Some cars with automatic transmissions are fitted with automatically releasing parking brakes. Later
models require the foot brake to be depressed before the car's transmission can be moved from park.
When reverse or drive is selected, the parking brake automatically releases. Earlier models would
release the parking brake when the gear selector was placed in a forward or reverse gear without
requiring any input on the brake pedal at all. These earlier automatic release systems were a safety
hazard, since there would be no protection against accidentally knocking the transmission into gear.
In cars with rear drum brakes, the emergency brake cable usually actuates these drums mechanically
with much less force than is available through the hydraulic system. In cars with rear disc brakes, the
emergency brake either actuates the disc calipers (again, with much less force) or a small drum brake
housed within the hub assembly.
Hudson automobiles used an unusual hybrid hydraulic-mechanical dual-brake system which operated
the rear brakes through the otherwise conventional mechanical emergency-brake system when a
failure of the hydraulic system allowed the pedal to travel beyond its normal limit. [1]

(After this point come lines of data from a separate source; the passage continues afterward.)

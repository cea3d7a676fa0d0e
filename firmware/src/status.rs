#![cfg_attr(not(target_os = "none"), allow(dead_code))]

//! Shared status storage for the firmware target.
//!
//! The poll task publishes the latest decoder readings into atomics so other
//! tasks can read speed and position without entering the decoder's critical
//! section.

use portable_atomic::{AtomicI32, AtomicU8, AtomicU16, AtomicU32, Ordering};
use trigger_core::clock::TimestampMicros;
use trigger_core::{DecoderSnapshot, SyncStatus};

static RPM: AtomicU16 = AtomicU16::new(0);
/// Encoded [`SyncStatus`], see [`encode_sync`].
static SYNC: AtomicU8 = AtomicU8::new(0);
static SYNC_LOSSES: AtomicU16 = AtomicU16::new(0);
static REVOLUTIONS: AtomicU32 = AtomicU32::new(0);
/// Crank angle at the moment of publication, in milli-degrees.
static CRANK_ANGLE: AtomicI32 = AtomicI32::new(0);
/// Timestamp (µs, +1) of the last publication.
static PUBLISHED_AT: AtomicU32 = AtomicU32::new(0);

/// Readings captured by the last [`publish`].
#[derive(Copy, Clone, Debug, Eq, PartialEq)]
#[cfg_attr(target_os = "none", derive(defmt::Format))]
pub struct TriggerStatus {
    pub rpm: u16,
    pub sync: SyncStatus,
    pub sync_loss_count: u16,
    pub revolution_count: u32,
    pub crank_angle_millidegrees: i32,
    pub published_at: Option<TimestampMicros>,
}

const fn encode_sync(status: SyncStatus) -> u8 {
    match status {
        SyncStatus::Unsynced => 0,
        SyncStatus::HalfSync => 1,
        SyncStatus::FullSync => 2,
    }
}

const fn decode_sync(raw: u8) -> SyncStatus {
    match raw {
        1 => SyncStatus::HalfSync,
        2 => SyncStatus::FullSync,
        _ => SyncStatus::Unsynced,
    }
}

fn encode_micros(micros: TimestampMicros) -> u32 {
    micros.min(u32::MAX - 1) + 1
}

fn decode_micros(raw: u32) -> Option<TimestampMicros> {
    if raw == 0 {
        None
    } else {
        Some(raw.wrapping_sub(1))
    }
}

/// Stores the readings derived from `snapshot` at `now`.
///
/// Returns `true` when the sync status differs from the previous publication.
pub fn publish(snapshot: &DecoderSnapshot, now: TimestampMicros) -> bool {
    let sync = encode_sync(snapshot.sync_status());
    RPM.store(snapshot.rpm(), Ordering::Relaxed);
    SYNC_LOSSES.store(snapshot.state.sync_loss_count(), Ordering::Relaxed);
    REVOLUTIONS.store(snapshot.state.revolution_count(), Ordering::Relaxed);
    CRANK_ANGLE.store(snapshot.crank_angle(now), Ordering::Relaxed);
    PUBLISHED_AT.store(encode_micros(now), Ordering::Relaxed);
    SYNC.swap(sync, Ordering::Relaxed) != sync
}

/// Returns the most recently published readings.
pub fn current() -> TriggerStatus {
    TriggerStatus {
        rpm: RPM.load(Ordering::Relaxed),
        sync: decode_sync(SYNC.load(Ordering::Relaxed)),
        sync_loss_count: SYNC_LOSSES.load(Ordering::Relaxed),
        revolution_count: REVOLUTIONS.load(Ordering::Relaxed),
        crank_angle_millidegrees: CRANK_ANGLE.load(Ordering::Relaxed),
        published_at: decode_micros(PUBLISHED_AT.load(Ordering::Relaxed)),
    }
}

#[cfg(test)]
mod tests {
    use super::*;

    #[test]
    fn sync_encoding_covers_every_status() {
        for status in [
            SyncStatus::Unsynced,
            SyncStatus::HalfSync,
            SyncStatus::FullSync,
        ] {
            assert_eq!(decode_sync(encode_sync(status)), status);
        }
        assert_eq!(decode_sync(7), SyncStatus::Unsynced);
    }

    #[test]
    fn publication_time_zero_is_distinct_from_unset() {
        assert_eq!(decode_micros(0), None);
        assert_eq!(decode_micros(encode_micros(0)), Some(0));
        assert_eq!(decode_micros(encode_micros(u32::MAX)), Some(u32::MAX - 1));
    }
}
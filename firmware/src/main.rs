#![cfg_attr(target_os = "none", no_std)]
#![cfg_attr(target_os = "none", no_main)]

#[cfg(target_os = "none")]
extern crate panic_halt;

mod status;
mod trigger;

#[cfg(target_os = "none")]
mod runtime;

#[cfg(not(target_os = "none"))]
fn main() {}
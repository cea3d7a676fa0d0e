//! Wheel topologies understood by the decoder.
//!
//! The sync state machine and the speed/angle calculator only talk to a wheel
//! through [`TriggerPattern`], so adding another topology means implementing
//! this trait; the missing-tooth wheel is the one provided here.

use crate::classifier::{PatternClassifier, ToothVerdict};
use crate::config::TriggerConfig;

/// Geometry and interval classification for one trigger wheel.
pub trait TriggerPattern {
    /// Classifies an interval, returning `None` for noise.
    ///
    /// `tooth_index` is the 1-based index of the tooth that opened the
    /// interval, or `0` while the wheel position is unknown.
    fn classify(
        &self,
        interval: u32,
        previous_interval: u32,
        tooth_index: u16,
    ) -> Option<ToothVerdict>;

    /// Physical teeth per revolution.
    fn teeth_present(&self) -> u16;

    /// Crank angle of the tooth at `tooth_index`, in milli-degrees.
    fn tooth_angle(&self, tooth_index: u16) -> u32;

    /// Nominal pitches covered by the interval that ends at `tooth_index`.
    fn interval_pitches(&self, tooth_index: u16) -> u32;

    /// Angular width of one pitch, in milli-degrees.
    fn pitch_angle(&self) -> u32;

    /// Widest interval the wheel can produce, in milli-degrees.
    fn widest_interval_angle(&self) -> u32;

    /// Angular width of the interval ending at `tooth_index`.
    fn interval_angle(&self, tooth_index: u16) -> u32 {
        self.pitch_angle() * self.interval_pitches(tooth_index)
    }

    /// Index of the tooth that follows `tooth_index`.
    fn next_tooth(&self, tooth_index: u16) -> u16 {
        if tooth_index >= self.teeth_present() {
            1
        } else {
            tooth_index + 1
        }
    }

    /// Returns `true` when an edge ending `interval` arrived before the next
    /// physical tooth could have, given the index of the tooth that opened it.
    fn is_early_edge(&self, interval: u32, previous_interval: u32, tooth_index: u16) -> bool;
}

/// `N-M` wheel: `N` evenly spaced positions with `M` consecutive teeth removed.
#[derive(Copy, Clone, Debug, Eq, PartialEq)]
pub struct MissingToothPattern {
    classifier: PatternClassifier,
    teeth_present: u16,
    missing_teeth: u16,
    pitch_angle: u32,
}

impl MissingToothPattern {
    /// Builds the pattern for an already validated configuration.
    #[must_use]
    pub const fn new(config: &TriggerConfig) -> Self {
        Self {
            classifier: PatternClassifier::new(config),
            teeth_present: config.teeth_per_revolution - config.missing_teeth,
            missing_teeth: config.missing_teeth,
            pitch_angle: config.angle_per_tooth_millidegrees(),
        }
    }

    /// Angular width of the gap interval.
    #[must_use]
    pub const fn gap_angle(&self) -> u32 {
        self.pitch_angle * (self.missing_teeth as u32 + 1)
    }
}

impl TriggerPattern for MissingToothPattern {
    fn classify(
        &self,
        interval: u32,
        previous_interval: u32,
        tooth_index: u16,
    ) -> Option<ToothVerdict> {
        self.classifier
            .classify(interval, previous_interval, tooth_index)
    }

    fn teeth_present(&self) -> u16 {
        self.teeth_present
    }

    fn tooth_angle(&self, tooth_index: u16) -> u32 {
        self.pitch_angle * u32::from(tooth_index.saturating_sub(1))
    }

    fn interval_pitches(&self, tooth_index: u16) -> u32 {
        if tooth_index == 1 {
            u32::from(self.missing_teeth) + 1
        } else {
            1
        }
    }

    fn pitch_angle(&self) -> u32 {
        self.pitch_angle
    }

    fn widest_interval_angle(&self) -> u32 {
        self.gap_angle()
    }

    fn is_early_edge(&self, interval: u32, previous_interval: u32, tooth_index: u16) -> bool {
        self.classifier
            .is_early(interval, previous_interval, tooth_index)
    }
}
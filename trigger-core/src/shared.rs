//! Decoder handle shared between the edge interrupt and the polling task.
//!
//! Every accessor takes a `critical_section` for the duration of one decoder
//! call. Derived values (RPM, crank angle) are computed from a snapshot after
//! the section is released so the interrupt is masked only for the copy.

use core::cell::RefCell;

use critical_section::Mutex;
use heapless::Vec;

use crate::calc::DecoderSnapshot;
use crate::clock::TimestampMicros;
use crate::config::{ConfigError, TriggerConfig};
use crate::decoder::{Decoder, ToothOutcome};
use crate::pattern::{MissingToothPattern, TriggerPattern};
use crate::state::SyncStatus;
use crate::telemetry::{DecoderEvent, DecoderRecord, EventId, TELEMETRY_RING_CAPACITY};

/// Interrupt-safe wrapper around a [`Decoder`].
pub struct SharedDecoder<P = MissingToothPattern> {
    inner: Mutex<RefCell<Decoder<P>>>,
}

impl SharedDecoder<MissingToothPattern> {
    /// Builds a shared missing-tooth decoder.
    ///
    /// # Errors
    ///
    /// Propagates configuration validation failures.
    pub fn new(config: TriggerConfig) -> Result<Self, ConfigError> {
        Decoder::new(config).map(Self::from_decoder)
    }
}

impl<P: TriggerPattern> SharedDecoder<P> {
    #[must_use]
    pub const fn from_decoder(decoder: Decoder<P>) -> Self {
        Self {
            inner: Mutex::new(RefCell::new(decoder)),
        }
    }

    fn with<R>(&self, f: impl FnOnce(&mut Decoder<P>) -> R) -> R {
        critical_section::with(|cs| f(&mut self.inner.borrow_ref_mut(cs)))
    }

    /// Edge-context entry point for crank teeth.
    pub fn on_tooth_edge(&self, timestamp: TimestampMicros) -> ToothOutcome {
        self.with(|decoder| decoder.on_tooth_edge(timestamp))
    }

    /// Edge-context entry point for cam teeth.
    pub fn on_secondary_tooth_edge(&self, timestamp: TimestampMicros) -> ToothOutcome {
        self.with(|decoder| decoder.on_secondary_tooth_edge(timestamp))
    }

    /// Polling-context stall check.
    pub fn tick(&self, now: TimestampMicros) -> Option<DecoderEvent> {
        self.with(|decoder| decoder.tick(now))
    }

    pub fn reset_decoder(&self, now: TimestampMicros) {
        self.with(|decoder| decoder.reset_decoder(now));
    }

    /// Consistent copy of the decoder state.
    #[must_use]
    pub fn snapshot(&self) -> DecoderSnapshot {
        self.with(|decoder| decoder.snapshot())
    }

    #[must_use]
    pub fn rpm(&self) -> u16 {
        self.snapshot().rpm()
    }

    #[must_use]
    pub fn crank_angle(&self, now: TimestampMicros) -> i32 {
        self.snapshot().crank_angle(now)
    }

    #[must_use]
    pub fn sync_status(&self) -> SyncStatus {
        self.with(|decoder| decoder.sync_status())
    }

    #[must_use]
    pub fn sync_loss_count(&self) -> u16 {
        self.with(|decoder| decoder.sync_loss_count())
    }

    #[must_use]
    pub fn revolution_count(&self) -> u32 {
        self.with(|decoder| decoder.revolution_count())
    }

    /// Copies out the telemetry records with `id >= first`, oldest first.
    #[must_use]
    pub fn events_since(&self, first: EventId) -> Vec<DecoderRecord, TELEMETRY_RING_CAPACITY> {
        self.with(|decoder| {
            let mut records = Vec::new();
            for record in decoder.telemetry().records_since(first) {
                // The ring never holds more than the vector's capacity.
                if records.push(*record).is_err() {
                    break;
                }
            }
            records
        })
    }
}

#[cfg(test)]
mod tests {
    use super::*;

    #[test]
    fn shared_decoder_reaches_half_sync() {
        let shared = SharedDecoder::new(TriggerConfig::missing_tooth(12, 1)).expect("valid wheel");
        let mut now = 1_000;
        for _ in 0..11 {
            shared.on_tooth_edge(now);
            now += 1_000;
        }
        shared.on_tooth_edge(now + 1_000);
        assert_eq!(shared.sync_status(), SyncStatus::HalfSync);
        assert_eq!(shared.rpm(), 5_000);

        let events = shared.events_since(0);
        assert_eq!(events.len(), 1);
        assert_eq!(events[0].event, DecoderEvent::SyncAcquired);
        assert!(shared.events_since(1).is_empty());
    }
}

A number of production vehicles, light and medium duty trucks, and motor homes have been made
with a separate drum brake on the transmission output shaft; called a driveline parking brake. This has
an advantage of being completely independent of other braking systems. This is effective as long as
the drive train is intact — propeller shaft, differential, and axle shafts. In many vehicles, this type of
parking brake is operated by either a foot pedal or a hydraulic cylinder controlled by the transmission
gear selector, or by both.
Large
vehicles
Large vehicles are usually fitted with power operated or power assisted handbrakes. Power assisted
handbrakes are usually found on large vans as well as some older heavy vehicles. These operate in
the same way as a conventional handbrake, but pulling the lever will operate a valve that allows air or
hydraulic pressure or vacuum into a cylinder which applies force to the brake shoes and makes
applying the handbrake easier. When releasing the handbrake, the same mechanism also provides
assistance to the driver in disengaging the ratchet. Particularly on commercial vehicles with air
operated brakes, this has the added benefit of making it much harder or even impossible to release
the parking brake when insufficient air pressure is available to operate the brakes. A reservoir or
accumulator is usually provided so a limited amount of power assistance is available with the engine
off. Power operated handbrakes are fitted to heavy commercial vehicles with air brakes, such as trucks
and buses. These usually are spring applied, with air pressure being used to hold the brake off and
powerful springs holding the brakes on. In most cases, a small lever in the cab is connected to a valve
which can admit air to the parking brake cylinders to release the parking brake, or release the air to
apply the brake. On some modern vehicles the valve is operated electrically from a lever or button in
the cab. The system is relatively safe since if air pressure is lost the springs will apply the brakes. Also,
the system prevents the parking brake being released if there is insufficient air pressure to apply the
foot brake. A disadvantage to this system is that if a vehicle requires towing and can not provide its
own air supply, an external supply must be provided to allow the parking brake to be released, or the
brake shoes must be manually wound off against the springs.
Electric
parking brake
A recent variation is the electric parking brake. First installed in the 2001 Renault Vel Satis, electric
brakes have since appeared in a number of vehicles.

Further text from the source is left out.